SG homogenates of fleas have antiplatelet activity in the form of a platelet-activating factor (PAF) esterase [12] as well as apyrase activity that destroys ADP [9], [13], [14], an agonist of platelet aggregation released by injured cells and by activated platelets. Hyaluronidase activity was also detected in cat flea SGs [15]. This activity may help to spread other pharmacologically active salivary components into the host skin. Cat fleas can also cause important allergic reactions in cats, dogs, and humans [16]. Partial characterization of some of these antigens has been attempted [17]–[20], and a major antigen of 18 kDa from the cat flea, named Cte f1, has been identified [21]. Currently, there are only four salivary proteins deposited in GenBank, including the Cte f1 above mentioned (gi|4336703), which is identical to another deposited protein named FS-I (gi|3805687, which is a truncated form of Cte f1), an antigen 5 member (gi|7638032), and a peptide annotated as FS-H precursor (gi|1575479). Accordingly, there are only three salivary peptides known from C. felis that are publicly available. In contrast, the sialotranscriptome of X. cheopis identified an expanded phosphatase family of proteins (without a known function) as well as other enzymes including a CD-39 type of apyrase and an esterase; additionally, mucins, antimicrobial peptides, and members of the antigen 5 family were also described. Notably, one large family of peptides named the FS family, with >10 members (homologous to the C. felis FS-I protein) was identified, together with 15 other peptides of novel families. Here we report on the sialotranscriptome of the cat flea, C. felis.
Methods
Flea Salivary Gland (SG) Preparation
Unfed adult C. felis were purchased from Elward II (Soquel, CA, USA). Multiple generations of adult fleas were provided a bovine blood meal via an artificial dog [22], and eggs were reared to adults on sand with artificial diet [23] at Louisiana State University (Baton Rouge, LA, USA). For tissue collection, newly emerged adult fleas were fed bovine blood for 7 days. Twenty pairs of SGs were extracted from fleas daily starting on day 0 (unfed). Briefly, fleas were immobilized on ice and dissected by standard mircodissection techniques. SGs were immediately placed into RNAlater (Ambion, Inc., Austin, TX, USA) and stored at 4°C until used for RNA extraction.
Library Construction
SG RNA, extracted from 160 pairs of intact glands, was isolated using the Micro-FastTrack mRNA isolation kit (Invitrogen, San Diego, CA, USA). Other procedures were as described before [24], [25] and are reproduced here for easiness of access to the reader:
“The PCR-based cDNA library was made following the instructions for the SMART (switching mechanism at 5′end of RNA transcript) cDNA library construction kit (Clontech, Palo Alto, CA, USA). This system uses oligoribonucleotide (SMART IV) to attach an identical sequence at the 5′ end of each reverse-transcribed cDNA strand. This sequence is then utilized in subsequent PCR reactions and restriction digests.

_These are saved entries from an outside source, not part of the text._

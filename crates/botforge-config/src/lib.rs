// SPDX-FileCopyrightText: 2026 Botforge Contributors
// SPDX-License-Identifier: MIT OR Apache-2.0

//! Configuration system for the Botforge platform.
//!
//! Provides TOML configuration parsing with strict validation
//! (`deny_unknown_fields`), XDG file hierarchy lookup, environment variable
//! overrides, and diagnostic error rendering with typo suggestions.
//!
//! The loaded [`BotforgeConfig`] is passed explicitly into every handler and
//! client constructor; nothing reads configuration from globals.

pub mod diagnostic;
pub mod loader;
pub mod model;
pub mod validation;

pub use diagnostic::{render_errors, ConfigError};
pub use loader::{load_config, load_config_from_path, load_config_from_str};
pub use model::BotforgeConfig;

/// Load configuration from the XDG hierarchy and validate it.
///
/// This is the high-level entry point that:
/// 1. Loads config from TOML files + env vars via Figment
/// 2. On success: runs post-deserialization validation
/// 3. On Figment error: converts to diagnostics with typo suggestions
pub fn load_and_validate() -> Result<BotforgeConfig, Vec<ConfigError>> {
    match loader::load_config() {
        Ok(config) => {
            validation::validate_config(&config)?;
            Ok(config)
        }
        Err(err) => Err(diagnostic::figment_to_config_errors(err)),
    }
}

/// Load configuration from a TOML string and validate it.
///
/// Useful for testing and explicit configuration.
pub fn load_and_validate_str(toml_content: &str) -> Result<BotforgeConfig, Vec<ConfigError>> {
    match loader::load_config_from_str(toml_content) {
        Ok(config) => {
            validation::validate_config(&config)?;
            Ok(config)
        }
        Err(err) => Err(diagnostic::figment_to_config_errors(err)),
    }
}
// SPDX-FileCopyrightText: 2026 Botforge Contributors
// SPDX-License-Identifier: MIT OR Apache-2.0

//! Embedded database migrations using refinery.
//!
//! SQL migration files are compiled into the binary at build time via
//! `embed_migrations!`. Migrations run automatically on database open.

use botforge_core::BotforgeError;

mod embedded {
    use refinery::embed_migrations;
    embed_migrations!("migrations");
}

/// Run all pending migrations against the given connection.
///
/// Refinery tracks applied migrations in its own `refinery_schema_history`
/// table.
pub fn run_migrations(conn: &mut rusqlite::Connection) -> Result<(), BotforgeError> {
    embedded::migrations::runner()
        .run(conn)
        .map_err(|e| BotforgeError::Storage {
            source: Box::new(e),
        })?;
    Ok(())
}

First-strand synthesis was carried out using MMLV (Maloney murine leukemia virus) reverse transcriptase (Clontech) at 60°C for 1 h, then at 42°C for 40 min in the presence of trehalose and the SMART IV and CDS III (3′) primers. Second-strand synthesis was performed by a long-distance PCR-based protocol using Advantage Taq polymerase mix (Clontech) in the presence of the 5′ PCR primer and the CDS III (3′) primer. The cDNA synthesis procedure resulted in creation of SfiI A and B restriction enzyme sites at the ends of the PCR products that are used for cloning into the phage vector (λ TriplEx2 vector; Clontech). PCR conditions were as follows: 95°C for 1 min; 22 cycles of 95°C for 15 sec, 68°C for 6 min. A small portion of the cDNA obtained by PCR was analyzed on an E-Gel® 1.2% agarose/EtBr (Invitrogen) to check quality and range of cDNA synthesized. Double-stranded cDNA was immediately treated with proteinase K (0.8 μg/mL) at 45°C for 20 min, and the enzyme was removed by ultrafiltration through a Microcon YM-100 centrifugal filter device (Amicon Inc., Beverly, CA, USA). The cleaned double-stranded cDNA was then digested with SfiI restriction enzyme at 50°C for 2 h, followed by size fractionation on a ChromaSpin–400 drip column (Clontech) into small (S), medium (M), and large (L) transcripts based on their electrophoresis profile on an E-Gel® 1.2%agarose/EtBr. Selected fractions were pooled and concentrated using a Microcon YM-100.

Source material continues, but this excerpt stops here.